[WORK TO BE COMPLETED]
Line by line, transcribe the records exactly.

_ _ _ _ _

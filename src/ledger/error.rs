/// Structured failure of a ledger call.
#[derive(Clone, Debug, PartialEq, thiserror::Error)]
pub enum LedgerError {
    /// Rejected before (or by) the ledger because the request is incomplete.
    #[error("validation failed: {0}")]
    Validation(String),

    /// No response within the call's timeout.
    #[error("ledger request timed out")]
    Timeout,

    /// Connection refused, reset, DNS failure and the like.
    #[error("transport error: {0}")]
    Transport(String),

    /// Non-2xx response.
    #[error("ledger returned status {code}: {detail}")]
    Status { code: u16, detail: String },

    /// 2xx response whose body does not match the contract.
    #[error("invalid ledger response: {0}")]
    Decode(String),
}

impl LedgerError {
    pub fn is_timeout(&self) -> bool {
        matches!(self, LedgerError::Timeout)
    }
}
use std::collections::VecDeque;
use std::path::Path;

use anyhow::{anyhow, Result};
use serde::{Deserialize, Serialize};

use crate::detect::backend::DetectorBackend;
use crate::detect::result::RawDetection;
use crate::frame::Frame;

/// Detections to report for one frame.
#[derive(Clone, Debug, Default, PartialEq, Serialize, Deserialize)]
pub struct ScriptedFrame {
    #[serde(default)]
    pub detections: Vec<RawDetection>,
}

/// Replays a fixed script, one entry per frame, then reports nothing.
///
/// Used by tests and the demo in place of a real model.
pub struct ScriptedBackend {
    script: VecDeque<ScriptedFrame>,
    frames_seen: u64,
}

impl ScriptedBackend {
    pub fn new(script: Vec<ScriptedFrame>) -> Self {
        Self {
            script: script.into(),
            frames_seen: 0,
        }
    }

    /// Load a JSON array of `{"detections": [...]}` entries.
    pub fn from_file(path: &Path) -> Result<Self> {
        let raw = std::fs::read_to_string(path)
            .map_err(|e| anyhow!("failed to read detection script {}: {}", path.display(), e))?;
        let script: Vec<ScriptedFrame> = serde_json::from_str(&raw)
            .map_err(|e| anyhow!("invalid detection script {}: {}", path.display(), e))?;
        Ok(Self::new(script))
    }

    pub fn remaining(&self) -> usize {
        self.script.len()
    }

    pub fn frames_seen(&self) -> u64 {
        self.frames_seen
    }
}

impl DetectorBackend for ScriptedBackend {
    fn name(&self) -> &'static str {
        "scripted"
    }

    fn detect(&mut self, _frame: &Frame) -> Result<Vec<RawDetection>> {
        self.frames_seen += 1;
        Ok(self
            .script
            .pop_front()
            .map(|frame| frame.detections)
            .unwrap_or_default())
    }
}

#[cfg(test)]
mod tests {
    use super::*;
    use std::time::Duration;

    #[test]
    fn replays_script_then_goes_quiet() {
        let mut backend = ScriptedBackend::new(vec![
            ScriptedFrame {
                detections: vec![RawDetection::new(0, 0.9, [1.0, 1.0, 5.0, 5.0])],
            },
            ScriptedFrame::default(),
        ]);
        let frame = Frame::new(Vec::new(), 0, 0, Duration::ZERO, 1);

        assert_eq!(backend.detect(&frame).unwrap().len(), 1);
        assert!(backend.detect(&frame).unwrap().is_empty());
        assert!(backend.detect(&frame).unwrap().is_empty());
        assert_eq!(backend.frames_seen(), 3);
        assert_eq!(backend.remaining(), 0);
    }

    #[test]
    fn parses_script_json() {
        let json = r#"[
            {"detections": [{"class_index": 2, "confidence": 0.8, "xyxy": [10, 20, 30, 40]}]},
            {}
        ]"#;
        let script: Vec<ScriptedFrame> = serde_json::from_str(json).unwrap();
        assert_eq!(script.len(), 2);
        assert_eq!(script[0].detections[0].class_index, 2);
        assert!(script[1].detections.is_empty());
    }
}
use std::collections::BTreeMap;

use anyhow::{anyhow, Result};

use super::backend::DetectorBackend;

/// Named detector backends; the station runs exactly one of them.
pub struct BackendRegistry {
    backends: BTreeMap<String, Box<dyn DetectorBackend>>,
    default_name: Option<String>,
}

impl BackendRegistry {
    pub fn new() -> Self {
        Self {
            backends: BTreeMap::new(),
            default_name: None,
        }
    }

    /// Register a backend. The first registered backend becomes the default.
    pub fn register<B: DetectorBackend + 'static>(&mut self, backend: B) {
        let name = backend.name().to_string();
        if self.default_name.is_none() {
            self.default_name = Some(name.clone());
        }
        self.backends.insert(name, Box::new(backend));
    }

    /// Set default backend by name.
    pub fn set_default(&mut self, name: &str) -> Result<()> {
        if !self.backends.contains_key(name) {
            return Err(anyhow!(
                "backend '{}' not registered (available: {})",
                name,
                self.list().join(", ")
            ));
        }
        self.default_name = Some(name.to_string());
        Ok(())
    }

    /// List registered backends.
    pub fn list(&self) -> Vec<String> {
        self.backends.keys().cloned().collect()
    }

    /// Take the default backend out of the registry, warmed up.
    pub fn take_default(mut self) -> Result<Box<dyn DetectorBackend>> {
        let name = self
            .default_name
            .take()
            .ok_or_else(|| anyhow!("no detector backend registered"))?;
        let mut backend = self
            .backends
            .remove(&name)
            .ok_or_else(|| anyhow!("backend '{}' not registered", name))?;
        backend.warm_up()?;
        Ok(backend)
    }
}

impl Default for BackendRegistry {
    fn default() -> Self {
        Self::new()
    }
}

_ _ _ _ _

[EXERCISE SOLUTION]
filename src/ledger/error.rs
/// Structured failure of a ledger call.
#[derive(Clone, Debug, PartialEq, thiserror::Error)]
pub enum LedgerError {
    /// Rejected before (or by) the ledger because the request is incomplete.
    #[error("validation failed: {0}")]
    Validation(String),

    /// No response within the call's timeout.
    #[error("ledger request timed out")]
    Timeout,

    /// Connection refused, reset, DNS failure and the like.
    #[error("transport error: {0}")]
    Transport(String),

    /// Non-2xx response.
    #[error("ledger returned status {code}: {detail}")]
    Status { code: u16, detail: String },

    /// 2xx response whose body does not match the contract.
    #[error("invalid ledger response: {0}")]
    Decode(String),
}

impl LedgerError {
    pub fn is_timeout(&self) -> bool {
        matches!(self, LedgerError::Timeout)
    }
}
use std::collections::VecDeque;
use std::path::Path;

use anyhow::{anyhow, Result};
use serde::{Deserialize, Serialize};

use crate::detect::backend::DetectorBackend;
use crate::detect::result::RawDetection;
use crate::frame::Frame;

/// Detections to report for one frame.
#[derive(Clone, Debug, Default, PartialEq, Serialize, Deserialize)]
pub struct ScriptedFrame {
    #[serde(default)]
    pub detections: Vec<RawDetection>,
}

/// Replays a fixed script, one entry per frame, then reports nothing.
///
/// Used by tests and the demo in place of a real model.
pub struct ScriptedBackend {
    script: VecDeque<ScriptedFrame>,
    frames_seen: u64,
}

impl ScriptedBackend {
    pub fn new(script: Vec<ScriptedFrame>) -> Self {
        Self {
            script: script.into(),
            frames_seen: 0,
        }
    }

    /// Load a JSON array of `{"detections": [...]}` entries.
    pub fn from_file(path: &Path) -> Result<Self> {
        let raw = std::fs::read_to_string(path)
            .map_err(|e| anyhow!("failed to read detection script {}: {}", path.display(), e))?;
        let script: Vec<ScriptedFrame> = serde_json::from_str(&raw)
            .map_err(|e| anyhow!("invalid detection script {}: {}", path.display(), e))?;
        Ok(Self::new(script))
    }

    pub fn remaining(&self) -> usize {
        self.script.len()
    }

    pub fn frames_seen(&self) -> u64 {
        self.frames_seen
    }
}

impl DetectorBackend for ScriptedBackend {
    fn name(&self) -> &'static str {
        "scripted"
    }

    fn detect(&mut self, _frame: &Frame) -> Result<Vec<RawDetection>> {
        self.frames_seen += 1;
        Ok(self
            .script
            .pop_front()
            .map(|frame| frame.detections)
            .unwrap_or_default())
    }
}

#[cfg(test)]
mod tests {
    use super::*;
    use std::time::Duration;

    #[test]
    fn replays_script_then_goes_quiet() {
        let mut backend = ScriptedBackend::new(vec![
            ScriptedFrame {
                detections: vec![RawDetection::new(0, 0.9, [1.0, 1.0, 5.0, 5.0])],
            },
            ScriptedFrame::default(),
        ]);
        let frame = Frame::new(Vec::new(), 0, 0, Duration::ZERO, 1);

        assert_eq!(backend.detect(&frame).unwrap().len(), 1);
        assert!(backend.detect(&frame).unwrap().is_empty());
        assert!(backend.detect(&frame).unwrap().is_empty());
        assert_eq!(backend.frames_seen(), 3);
        assert_eq!(backend.remaining(), 0);
    }

    #[test]
    fn parses_script_json() {
        let json = r#"[
            {"detections": [{"class_index": 2, "confidence": 0.8, "xyxy": [10, 20, 30, 40]}]},
            {}
        ]"#;
        let script: Vec<ScriptedFrame> = serde_json::from_str(json).unwrap();
        assert_eq!(script.len(), 2);
        assert_eq!(script[0].detections[0].class_index, 2);
        assert!(script[1].detections.is_empty());
    }
}
use std::collections::BTreeMap;

use anyhow::{anyhow, Result};

use super::backend::DetectorBackend;

/// Named detector backends; the station runs exactly one of them.
pub struct BackendRegistry {
    backends: BTreeMap<String, Box<dyn DetectorBackend>>,
    default_name: Option<String>,
}

impl BackendRegistry {
    pub fn new() -> Self {
        Self {
            backends: BTreeMap::new(),
            default_name: None,
        }
    }

    /// Register a backend. The first registered backend becomes the default.
    pub fn register<B: DetectorBackend + 'static>(&mut self, backend: B) {
        let name = backend.name().to_string();
        if self.default_name.is_none() {
            self.default_name = Some(name.clone());
        }
        self.backends.insert(name, Box::new(backend));
    }

    /// Set default backend by name.
    pub fn set_default(&mut self, name: &str) -> Result<()> {
        if !self.backends.contains_key(name) {
            return Err(anyhow!(
                "backend '{}' not registered (available: {})",
                name,
                self.list().join(", ")
            ));
        }
        self.default_name = Some(name.to_string());
        Ok(())
    }

    /// List registered backends.
    pub fn list(&self) -> Vec<String> {
        self.backends.keys().cloned().collect()
    }

    /// Take the default backend out of the registry, warmed up.
    pub fn take_default(mut self) -> Result<Box<dyn DetectorBackend>> {
        let name = self
            .default_name
            .take()
            .ok_or_else(|| anyhow!("no detector backend registered"))?;
        let mut backend = self
            .backends
            .remove(&name)
            .ok_or_else(|| anyhow!("backend '{}' not registered", name))?;
        backend.warm_up()?;
        Ok(backend)
    }
}

impl Default for BackendRegistry {
    fn default() -> Self {
        Self::new()
    }
}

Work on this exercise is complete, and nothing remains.